Pablo E. Piovano, né en Argentine en 1981, est devenu un photographe documentaire dès l'âge de 18 ans. Rapidement il s'est consacré à l'environnement et aux droits de l'homme et a remporté de nombreux prix comme le Photography & Film Grant 2015 ou le Sustainability award 2016. Ses photos composent le cœur de l'ouvrage et s'enrichissent des textes de différents intellectuels. Certains sont journalistes, écrivains, artistes ou encore chercheurs, éditeurs et militants ; ils forment un total de huit personnalités : Guillermo Saccomanno, Carmen Vicent, Carlos Rodriguez, Jean-Christoph Wiechmann, Damiàn Marino, Dario Aranda, Patricio Eleisegui et Wendy Watriss.

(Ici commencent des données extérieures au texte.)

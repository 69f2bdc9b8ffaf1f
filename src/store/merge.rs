use crate::Reading;
use std::collections::BinaryHeap;

#[derive(Debug)]
struct HeapItem(usize, Reading);

impl Eq for HeapItem {}

impl PartialEq for HeapItem {
    fn eq(&self, other: &Self) -> bool {
        (self.0, self.1.timestamp).eq(&(other.0, other.1.timestamp))
    }
}

impl PartialOrd for HeapItem {
    fn partial_cmp(&self, other: &Self) -> Option<std::cmp::Ordering> {
        Some(self.cmp(other))
    }
}

impl Ord for HeapItem {
    // NOTE: Reversed, so the max-heap pops the oldest reading first
    fn cmp(&self, other: &Self) -> std::cmp::Ordering {
        other
            .1
            .timestamp
            .cmp(&self.1.timestamp)
            .then_with(|| other.0.cmp(&self.0))
    }
}

macro_rules! fail_iter {
    ($e:expr) => {
        match $e {
            Ok(v) => v,
            Err(e) => return Some(Err(e)),
        }
    };
}

/// Merges per-device reading streams, each sorted by timestamp,
/// into one stream sorted by timestamp.
pub struct Merger<I: Iterator<Item = crate::Result<Reading>>> {
    readers: Vec<I>,
    heap: BinaryHeap<HeapItem>,
    is_initialized: bool,
}

impl<I: Iterator<Item = crate::Result<Reading>>> Merger<I> {
    pub fn new(readers: Vec<I>) -> Self {
        Self {
            heap: BinaryHeap::with_capacity(readers.len()),
            readers,
            is_initialized: false,
        }
    }

    fn advance(&mut self, idx: usize) -> crate::Result<()> {
        if let Some(reader) = self.readers.get_mut(idx) {
            if let Some(item) = reader.next() {
                self.heap.push(HeapItem(idx, item?));
            }
        }
        Ok(())
    }
}

impl<I: Iterator<Item = crate::Result<Reading>>> Iterator for Merger<I> {
    type Item = crate::Result<Reading>;

    fn next(&mut self) -> Option<Self::Item> {
        if !self.is_initialized {
            for i in 0..self.readers.len() {
                fail_iter!(self.advance(i));
            }
            self.is_initialized = true;
        }

        let head = self.heap.pop()?;

        fail_iter!(self.advance(head.0));

        Some(Ok(head.1))
    }
}

#[cfg(test)]
#[allow(clippy::unwrap_used)]
mod tests {
    use super::*;
    use chrono::{DateTime, TimeDelta, Utc};
    use test_log::test;

    fn stream(device: &str, minutes: &[i64]) -> std::vec::IntoIter<crate::Result<Reading>> {
        let base: DateTime<Utc> = "2024-01-01T00:00:00Z".parse().unwrap();

        minutes
            .iter()
            .map(|&m| Ok(Reading::new(device, base + TimeDelta::minutes(m))))
            .collect::<Vec<_>>()
            .into_iter()
    }

    #[test]
    fn merge_by_timestamp() -> crate::Result<()> {
        let merger = Merger::new(vec![
            stream("a", &[1, 4, 9]),
            stream("b", &[2, 3, 10]),
            stream("c", &[]),
            stream("d", &[0, 5]),
        ]);

        let merged = merger.collect::<crate::Result<Vec<_>>>()?;

        let devices = merged.iter().map(|r| r.device_id.as_str()).collect::<String>();
        assert_eq!("dabbadab", devices);

        Ok(())
    }

    #[test]
    fn merge_surfaces_errors() {
        let failing: Vec<crate::Result<Reading>> =
            vec![Err(crate::Error::from(std::io::Error::other("boom")))];
        let mut merger = Merger::new(vec![failing.into_iter()]);

        assert!(matches!(merger.next(), Some(Err(_))));
    }
}
use super::Engine;
use crate::{
    agg::{fold, Avg, BucketStats, LatestStats, WindowStats},
    bucket::bucketize,
    correlate::Correlation,
    format::{
        AggregateResponse, BucketRow, CorrelationResponse, Echo, HistoricalResponse,
        LatestResponse, LatestStatistics, RangeRow, ReadingRow, SeriesRow, StatisticsRow,
        SummaryResponse, TrendRow, WindowResponse,
    },
    time, DeviceFilter, Error, Metric, ReadingQuery, ReadingStore, Window,
};
use chrono::{DateTime, Utc};

/// Most recent hours listed in a window trend
const TREND_HOURS: usize = 24;

/// Readings returned by a latest-values request
const LATEST_LIMIT: usize = 10;

/// `aggregate` request
pub struct Aggregate<'a> {
    metric: &'a str,
}

/// `aggregate_window` request
pub struct AggregateWindow<'a> {
    metric: &'a str,
}

/// `correlate` request
pub struct Correlate<'a> {
    metric_a: &'a str,
    metric_b: &'a str,
}

/// `historical` request
pub struct Historical;

/// `summary` request
pub struct Summary;

/// `latest` request
pub struct Latest<'a> {
    metric: &'a str,
}

enum WindowArg<'a> {
    Default,
    Hours(u32),
    Period(&'a str),
}

/// Validated arguments shared by every request
struct Prepared {
    device: DeviceFilter,
    window: Window,

    /// Window as echoed back, the caller's label if one was given
    period: String,

    now: DateTime<Utc>,
}

impl Prepared {
    fn query(&self, metrics: Vec<Metric>) -> ReadingQuery {
        ReadingQuery {
            metrics,
            device: self.device.clone(),
            window: self.window,
            now: self.now,
        }
    }

    fn echo(&self) -> Echo {
        Echo::new(Some(&self.period), &self.device, self.now)
    }
}

/// Configures one engine request.
///
/// Arguments are validated in [`Builder::run`], before the store is touched.
pub struct Builder<'a, S, Op> {
    engine: &'a Engine<S>,
    op: Op,

    /// Raw device identifier, `None` for all devices
    device: Option<&'a str>,

    /// Lookback
    window: WindowArg<'a>,

    /// Reference instant, wall clock if unset
    now: Option<DateTime<Utc>>,
}

impl<'a, S: ReadingStore, Op> Builder<'a, S, Op> {
    pub(crate) fn new(engine: &'a Engine<S>, op: Op) -> Self {
        Self {
            engine,
            op,
            device: None,
            window: WindowArg::Default,
            now: None,
        }
    }

    /// Restricts the request to one device.
    #[must_use]
    pub fn device(mut self, device_id: &'a str) -> Self {
        self.device = Some(device_id);
        self
    }

    /// Sets the lookback in hours (1..=168, default 24).
    #[must_use]
    pub fn hours(mut self, hours: u32) -> Self {
        self.window = WindowArg::Hours(hours);
        self
    }

    /// Sets the lookback from a period label, e.g. `24h` or `7d`.
    #[must_use]
    pub fn period(mut self, label: &'a str) -> Self {
        self.window = WindowArg::Period(label);
        self
    }

    /// Sets the instant the window ends at.
    #[must_use]
    pub fn at(mut self, now: DateTime<Utc>) -> Self {
        self.now = Some(now);
        self
    }

    fn prepare(&self) -> crate::Result<Prepared> {
        let device = DeviceFilter::parse(self.device)?;

        let (window, label) = match self.window {
            WindowArg::Default => (Window::default(), None),
            WindowArg::Hours(hours) => (Window::hours(hours)?, None),
            WindowArg::Period(label) => (Window::parse(label)?, Some(label)),
        };

        Ok(Prepared {
            device,
            window,
            period: label.map_or_else(|| window.to_string(), str::to_owned),
            now: self.now.unwrap_or_else(time::now),
        })
    }
}

impl<'a, S: ReadingStore> Builder<'a, S, Aggregate<'a>> {
    /// Runs the request.
    ///
    /// # Errors
    ///
    /// Returns `InvalidArgument` for a bad argument,
    /// `StorageUnavailable` if the store failed.
    pub fn run(self) -> crate::Result<AggregateResponse> {
        let metric = Metric::try_from(self.op.metric)?;
        let prepared = self.prepare()?;

        let readings = self.engine.store.fetch_readings(&prepared.query(vec![metric]))?;

        let buckets = bucketize(&readings)
            .iter()
            .map(|bucket| BucketRow::new(bucket.start(), &BucketStats::of(bucket, metric)))
            .collect::<Vec<_>>();

        log::debug!(
            "aggregated {} readings of {metric} into {} hours",
            readings.len(),
            buckets.len(),
        );

        Ok(AggregateResponse {
            data_type: metric,
            buckets,
            echo: prepared.echo(),
        })
    }
}

impl<'a, S: ReadingStore> Builder<'a, S, AggregateWindow<'a>> {
    /// Runs the request.
    ///
    /// # Errors
    ///
    /// Returns `InvalidArgument` for a bad argument,
    /// `StorageUnavailable` if the store failed.
    pub fn run(self) -> crate::Result<WindowResponse> {
        let metric = Metric::try_from(self.op.metric)?;
        let prepared = self.prepare()?;

        let readings = self.engine.store.fetch_readings(&prepared.query(vec![metric]))?;

        let statistics = WindowStats::of(readings.iter().filter_map(|r| r.value(metric)));

        let mut trends = bucketize(&readings)
            .iter()
            .filter_map(|bucket| TrendRow::new(bucket.start(), &BucketStats::of(bucket, metric)))
            .collect::<Vec<_>>();

        let trends = trends.split_off(trends.len().saturating_sub(TREND_HOURS));

        log::debug!(
            "summarized {} values of {metric}, {} trend hours",
            statistics.total_readings,
            trends.len(),
        );

        Ok(WindowResponse {
            data_type: metric,
            statistics: StatisticsRow::from(&statistics),
            trends,
            echo: prepared.echo(),
        })
    }
}

impl<'a, S: ReadingStore> Builder<'a, S, Correlate<'a>> {
    /// Runs the request.
    ///
    /// # Errors
    ///
    /// Returns `InvalidArgument` for a bad argument or two identical metrics,
    /// `StorageUnavailable` if the store failed.
    pub fn run(self) -> crate::Result<CorrelationResponse> {
        let a = Metric::try_from(self.op.metric_a)?;
        let b = Metric::try_from(self.op.metric_b)?;

        if a == b {
            return Err(Error::invalid("metric_b", b, "must differ from metric_a"));
        }

        let prepared = self.prepare()?;

        let readings = self.engine.store.fetch_readings(&prepared.query(vec![a, b]))?;
        let correlation = Correlation::compute(&bucketize(&readings), a, b);

        Ok(CorrelationResponse::new(&correlation, prepared.echo()))
    }
}

impl<'a, S: ReadingStore> Builder<'a, S, Historical> {
    /// Runs the request.
    ///
    /// # Errors
    ///
    /// Returns `InvalidArgument` for a bad argument,
    /// `StorageUnavailable` if the store failed.
    pub fn run(self) -> crate::Result<HistoricalResponse> {
        let prepared = self.prepare()?;

        let readings = self
            .engine
            .store
            .fetch_readings(&prepared.query(Metric::ALL.to_vec()))?;

        let buckets = bucketize(&readings)
            .iter()
            .map(|bucket| {
                SeriesRow::new(
                    bucket.start(),
                    Metric::ALL.map(|metric| (metric, fold::<Avg>(bucket.values(metric)))),
                    bucket.device_count(),
                )
            })
            .collect::<Vec<_>>();

        log::debug!("historical series over {} hours", buckets.len());

        Ok(HistoricalResponse {
            buckets,
            echo: prepared.echo(),
        })
    }
}

impl<'a, S: ReadingStore> Builder<'a, S, Summary> {
    /// Runs the request.
    ///
    /// # Errors
    ///
    /// Returns `InvalidArgument` for a bad argument,
    /// `StorageUnavailable` if the store failed.
    pub fn run(self) -> crate::Result<SummaryResponse> {
        let prepared = self.prepare()?;

        let readings = self
            .engine
            .store
            .fetch_readings(&prepared.query(Metric::ALL.to_vec()))?;

        let metrics = Metric::ALL
            .into_iter()
            .map(|metric| {
                let stats = WindowStats::of(readings.iter().filter_map(|r| r.value(metric)));
                (metric.as_str(), RangeRow::from(&stats))
            })
            .collect();

        Ok(SummaryResponse {
            total_readings: readings.len(),
            metrics,
            echo: prepared.echo(),
        })
    }
}

impl<'a, S: ReadingStore> Builder<'a, S, Latest<'a>> {
    /// Runs the request.
    ///
    /// The window is ignored; the newest readings are returned whatever their age.
    ///
    /// # Errors
    ///
    /// Returns `InvalidArgument` for a bad argument,
    /// `StorageUnavailable` if the store failed.
    pub fn run(self) -> crate::Result<LatestResponse> {
        let metric = Metric::try_from(self.op.metric)?;
        let prepared = self.prepare()?;

        let readings = self
            .engine
            .store
            .fetch_latest(metric, &prepared.device, LATEST_LIMIT)?;

        let values = readings
            .iter()
            .filter_map(|r| r.value(metric))
            .collect::<Vec<_>>();

        Ok(LatestResponse {
            data_type: metric,
            readings: readings.iter().map(|r| ReadingRow::new(r, metric)).collect(),
            statistics: LatestStats::of(&values).as_ref().map(LatestStatistics::from),
            echo: Echo::new(None, &prepared.device, prepared.now),
        })
    }
}

impl<'a> Aggregate<'a> {
    pub(crate) const fn new(metric: &'a str) -> Self {
        Self { metric }
    }
}

impl<'a> AggregateWindow<'a> {
    pub(crate) const fn new(metric: &'a str) -> Self {
        Self { metric }
    }
}

impl<'a> Correlate<'a> {
    pub(crate) const fn new(metric_a: &'a str, metric_b: &'a str) -> Self {
        Self { metric_a, metric_b }
    }
}

impl<'a> Latest<'a> {
    pub(crate) const fn new(metric: &'a str) -> Self {
        Self { metric }
    }
}
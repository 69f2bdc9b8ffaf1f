use crate::agg::{fold, Avg};
use crate::{bucket::Bucket, Metric};
use chrono::{DateTime, Utc};

/// Qualitative strength of a correlation coefficient.
#[derive(Clone, Copy, Debug, PartialEq, Eq, serde::Serialize)]
#[serde(rename_all = "lowercase")]
pub enum Strength {
    /// `|r| <= 0.3`
    Weak,

    /// `0.3 < |r| <= 0.7`
    Moderate,

    /// `|r| > 0.7`
    Strong,
}

impl Strength {
    /// Labels a coefficient by its magnitude.
    #[must_use]
    pub fn of(r: f64) -> Self {
        let r = r.abs();

        if r > 0.7 {
            Self::Strong
        } else if r > 0.3 {
            Self::Moderate
        } else {
            Self::Weak
        }
    }

    /// The label's wire name.
    #[must_use]
    pub const fn as_str(self) -> &'static str {
        match self {
            Self::Weak => "weak",
            Self::Moderate => "moderate",
            Self::Strong => "strong",
        }
    }
}

impl std::fmt::Display for Strength {
    fn fmt(&self, f: &mut std::fmt::Formatter<'_>) -> std::fmt::Result {
        write!(f, "{}", self.as_str())
    }
}

/// Pearson correlation coefficient of two equally long series.
///
/// Uses the mean-centred form of
/// `r = (nΣxy − ΣxΣy) / sqrt((nΣx² − (Σx)²)(nΣy² − (Σy)²))`.
/// Fewer than 2 pairs, or a constant series on either side, yields `0`.
/// Extra elements of the longer series are ignored.
///
/// ```
/// use airsense::pearson;
///
/// assert_eq!(-1.0, pearson(&[1.0, 2.0, 3.0], &[3.0, 2.0, 1.0]));
/// assert_eq!(0.0, pearson(&[1.0], &[1.0]));
/// ```
#[must_use]
#[allow(clippy::cast_precision_loss)]
pub fn pearson(xs: &[f64], ys: &[f64]) -> f64 {
    let n = xs.len().min(ys.len());
    if n < 2 {
        return 0.0;
    }

    let (xs, ys) = (xs.iter().take(n), ys.iter().take(n));

    if is_constant(xs.clone()) || is_constant(ys.clone()) {
        return 0.0;
    }

    let mean_x = xs.clone().sum::<f64>() / n as f64;
    let mean_y = ys.clone().sum::<f64>() / n as f64;

    let mut cov = 0.0;
    let mut var_x = 0.0;
    let mut var_y = 0.0;

    for (x, y) in xs.zip(ys) {
        let dx = x - mean_x;
        let dy = y - mean_y;
        cov += dx * dy;
        var_x += dx * dx;
        var_y += dy * dy;
    }

    let r = cov / (var_x.sqrt() * var_y.sqrt());

    if r.is_finite() {
        r.clamp(-1.0, 1.0)
    } else {
        0.0
    }
}

#[allow(clippy::float_cmp)]
fn is_constant<'a>(mut values: impl Iterator<Item = &'a f64>) -> bool {
    let Some(first) = values.next() else {
        return true;
    };
    values.all(|x| x == first)
}

/// One hour of a two-metric comparison.
#[derive(Clone, Copy, Debug, PartialEq)]
pub struct PairedBucket {
    /// Start of the hour
    pub start: DateTime<Utc>,

    /// Mean of the first metric, if it was reported
    pub a: Option<f64>,

    /// Mean of the second metric, if it was reported
    pub b: Option<f64>,

    /// Distinct devices that reported in the hour
    pub device_count: usize,
}

impl PairedBucket {
    fn pair(&self) -> Option<(f64, f64)> {
        Some((self.a?, self.b?))
    }
}

/// Relationship between two metrics over a shared bucket sequence.
#[derive(Clone, Debug, PartialEq)]
pub struct Correlation {
    /// First metric
    pub a: Metric,

    /// Second metric
    pub b: Metric,

    /// Every hour where at least one of the metrics was reported, ascending
    pub buckets: Vec<PairedBucket>,

    /// Pearson coefficient over hours where both metrics were reported (unrounded)
    pub coefficient: f64,

    /// Label of the coefficient
    pub strength: Strength,
}

impl Correlation {
    /// Correlates the per-hour means of `a` and `b`.
    ///
    /// Hours carrying only one of the metrics stay in the series,
    /// but do not enter the coefficient.
    #[must_use]
    pub fn compute(buckets: &[Bucket<'_>], a: Metric, b: Metric) -> Self {
        let buckets = buckets
            .iter()
            .map(|bucket| PairedBucket {
                start: bucket.start(),
                a: fold::<Avg>(bucket.values(a)),
                b: fold::<Avg>(bucket.values(b)),
                device_count: bucket.device_count(),
            })
            .filter(|paired| paired.a.is_some() || paired.b.is_some())
            .collect::<Vec<_>>();

        let (xs, ys): (Vec<f64>, Vec<f64>) = buckets.iter().filter_map(PairedBucket::pair).unzip();

        let coefficient = pearson(&xs, &ys);

        log::debug!(
            "correlated {a} and {b} over {} of {} hours: r={coefficient}",
            xs.len(),
            buckets.len(),
        );

        Self {
            a,
            b,
            buckets,
            coefficient,
            strength: Strength::of(coefficient),
        }
    }
}
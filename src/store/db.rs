use super::{
    codec::{decode_key, decode_values, encode_key, encode_ts, encode_values},
    merge::Merger,
    smap::SeriesMapping,
    Builder, ReadingStore, SeriesId,
};
use crate::{DeviceFilter, Metric, Reading, ReadingQuery};
use fjall::{CompressionType, Partition, PartitionCreateOptions, PersistMode, TxKeyspace};
use std::{collections::BTreeMap, sync::RwLock};

/// Readings of one device
#[derive(Clone)]
struct Series {
    device_id: String,
    partition: Partition,
}

/// Reading store backed by a fjall keyspace.
///
/// Every device gets its own partition, keyed by reading timestamp,
/// so window queries are range scans merged across devices.
///
/// ```
/// # let path = tempfile::tempdir()?;
/// use airsense::{Database, Metric, Reading};
///
/// let db = Database::builder().open(&path)?;
///
/// db.write(
///     &Reading::new("Station-01", "2024-01-01T10:15:00Z".parse().unwrap())
///         .with(Metric::Pm25, 40.0)
///         .with(Metric::Temperature, 27.5),
/// )?;
///
/// assert_eq!(vec!["Station-01".to_owned()], db.devices());
/// # Ok::<(), airsense::Error>(())
/// ```
pub struct Database {
    keyspace: TxKeyspace,
    series: RwLock<BTreeMap<SeriesId, Series>>,
    smap: SeriesMapping,
}

impl Database {
    /// Creates a builder to configure and open a database.
    #[must_use]
    pub fn builder() -> Builder {
        Builder::new()
    }

    pub(crate) fn from_keyspace(keyspace: TxKeyspace) -> crate::Result<Self> {
        let smap = SeriesMapping::new(&keyspace)?;

        let mut series = BTreeMap::new();

        for (device_id, series_id) in smap.list_all()? {
            let partition = keyspace.open_partition(&Self::series_name(series_id), Self::series_options())?;

            log::trace!("recovered series {series_id} for device {device_id:?}");

            series.insert(
                series_id,
                Series {
                    device_id,
                    partition: partition.inner().clone(),
                },
            );
        }

        log::debug!("opened reading store with {} devices", series.len());

        Ok(Self {
            keyspace,
            series: RwLock::new(series),
            smap,
        })
    }

    fn series_name(series_id: SeriesId) -> String {
        format!("s#{series_id}")
    }

    fn series_options() -> PartitionCreateOptions {
        PartitionCreateOptions::default()
            .block_size(64_000)
            .compression(CompressionType::Lz4)
    }

    /// Identifiers of every device that ever reported, in registration order.
    #[must_use]
    pub fn devices(&self) -> Vec<String> {
        self.series
            .read()
            .expect("lock is poisoned")
            .values()
            .map(|series| series.device_id.clone())
            .collect()
    }

    /// Stores a reading, registering its device on first sight.
    ///
    /// Readings of one device at the same instant are all kept.
    ///
    /// # Errors
    ///
    /// Returns `InvalidArgument` if the reading fails validation,
    /// `StorageUnavailable` if an I/O error occurred.
    pub fn write(&self, reading: &Reading) -> crate::Result<()> {
        reading.validate()?;

        let series = self.series_for(&reading.device_id)?;

        let seq = match series.prefix(encode_ts(reading.timestamp)).next_back() {
            Some(kv) => decode_key(&kv?.0)?.1 + 1,
            None => 0,
        };

        series.insert(encode_key(reading.timestamp, seq), encode_values(reading))?;

        Ok(())
    }

    /// Flushes and syncs all written readings to disk.
    ///
    /// # Errors
    ///
    /// Returns `StorageUnavailable` if an I/O error occurred.
    pub fn persist(&self) -> crate::Result<()> {
        self.keyspace.persist(PersistMode::SyncAll)?;
        Ok(())
    }

    fn series_for(&self, device_id: &str) -> crate::Result<Partition> {
        if let Some(series_id) = self.smap.get(device_id)? {
            if let Some(series) = self.series.read().expect("lock is poisoned").get(&series_id) {
                return Ok(series.partition.clone());
            }
        }

        let mut series_lock = self.series.write().expect("lock is poisoned");

        // NOTE: Another writer may have registered the device while we waited for the lock
        if let Some(series_id) = self.smap.get(device_id)? {
            if let Some(series) = series_lock.get(&series_id) {
                return Ok(series.partition.clone());
            }
        }

        let next_series_id = series_lock.keys().max().map(|x| x + 1).unwrap_or_default();

        log::trace!("creating series {next_series_id} for device {device_id:?}");

        let partition = self
            .keyspace
            .open_partition(&Self::series_name(next_series_id), Self::series_options())?;

        let mut tx = self.keyspace.write_tx();
        self.smap.insert(&mut tx, device_id, next_series_id);
        tx.commit()?;

        // NOTE: Get inner because we don't want to insert and read series data in a transactional context
        let partition = partition.inner().clone();

        series_lock.insert(
            next_series_id,
            Series {
                device_id: device_id.to_owned(),
                partition: partition.clone(),
            },
        );

        Ok(partition)
    }

    fn select(&self, device: &DeviceFilter) -> crate::Result<Vec<Series>> {
        let series_id = match device {
            DeviceFilter::All => None,
            DeviceFilter::Device(id) => match self.smap.get(id)? {
                Some(series_id) => Some(series_id),
                None => return Ok(vec![]),
            },
        };

        let lock = self.series.read().expect("lock is poisoned");

        Ok(match series_id {
            Some(series_id) => lock.get(&series_id).cloned().into_iter().collect(),
            None => lock.values().cloned().collect(),
        })
    }
}

impl ReadingStore for Database {
    fn fetch_readings(&self, query: &ReadingQuery) -> crate::Result<Vec<Reading>> {
        let selected = self.select(&query.device)?;

        if selected.is_empty() {
            log::debug!("Query {query} did not match any device");
            return Ok(vec![]);
        }

        log::debug!("Querying {query} in {} series", selected.len());

        let lower = encode_key(query.since(), 0);
        let upper = encode_key(query.now, u64::MAX);
        let metrics = &query.metrics;

        let readers = selected
            .into_iter()
            .map(|Series { device_id, partition }| {
                partition
                    .range(lower..=upper)
                    .map(move |kv| -> crate::Result<Reading> {
                        let (k, v) = kv?;
                        let (ts, _) = decode_key(&k)?;
                        Ok(decode_values(&device_id, ts, &v)?.project(metrics))
                    })
            })
            .collect::<Vec<_>>();

        let readings = Merger::new(readers).collect::<crate::Result<Vec<_>>>()?;

        log::trace!("query {query} scanned {} readings", readings.len());

        Ok(readings)
    }

    fn fetch_latest(
        &self,
        metric: Metric,
        device: &DeviceFilter,
        limit: usize,
    ) -> crate::Result<Vec<Reading>> {
        let mut latest = vec![];

        for Series {
            device_id,
            partition,
        } in self.select(device)?
        {
            for kv in partition.iter().rev().take(limit) {
                let (k, v) = kv?;
                let (ts, _) = decode_key(&k)?;
                latest.push(decode_values(&device_id, ts, &v)?.project(&[metric]));
            }
        }

        latest.sort_by(|a, b| b.timestamp.cmp(&a.timestamp));
        latest.truncate(limit);

        Ok(latest)
    }
}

« Is it possible that capitalism can punish itself ? »
© Pablo E. Piovano
Ombres fantomatiques, paysages d'Amazonie, un oiseau mort, et la douleur commence. De la couverture du livre jusqu'à la dernière photo, ce sont les maladies et malformations qui choquent le lecteur. Un enfant à la peau vieillie, abimée, se protégeant de ses bras, et son regard, qui exprime le dénuement face à la maladie. Un parmi d'autres. S'enchainent les pieds inutilisables, les seins manquants, des ongles brulés par les produits et puis cette petite fille, à la malformation du dos si accentuée qu'elle l'oblige à s'appuyer sur ses genoux chancelants pour rester « debout ». Ce n'est pas beau à voir mais la réalité de la situation force à regarder. Les dénominations tombent ; microcéphalie congénitale, fausse couche, leucémie, cancer, désordre mental, respiratoire et cutané. Et le constat : 39,7% des morts du Saint Salvador sont dues à des tumeurs malignes. Ces maux sont intimement liés aux produits chimiques à la toxicité bien documentée explique Wendy Watriss. Le dioxine, un composant du 2,4,5-T utilisé dans les herbicides, a été analysé comme cancérigène par des études médicales depuis des années.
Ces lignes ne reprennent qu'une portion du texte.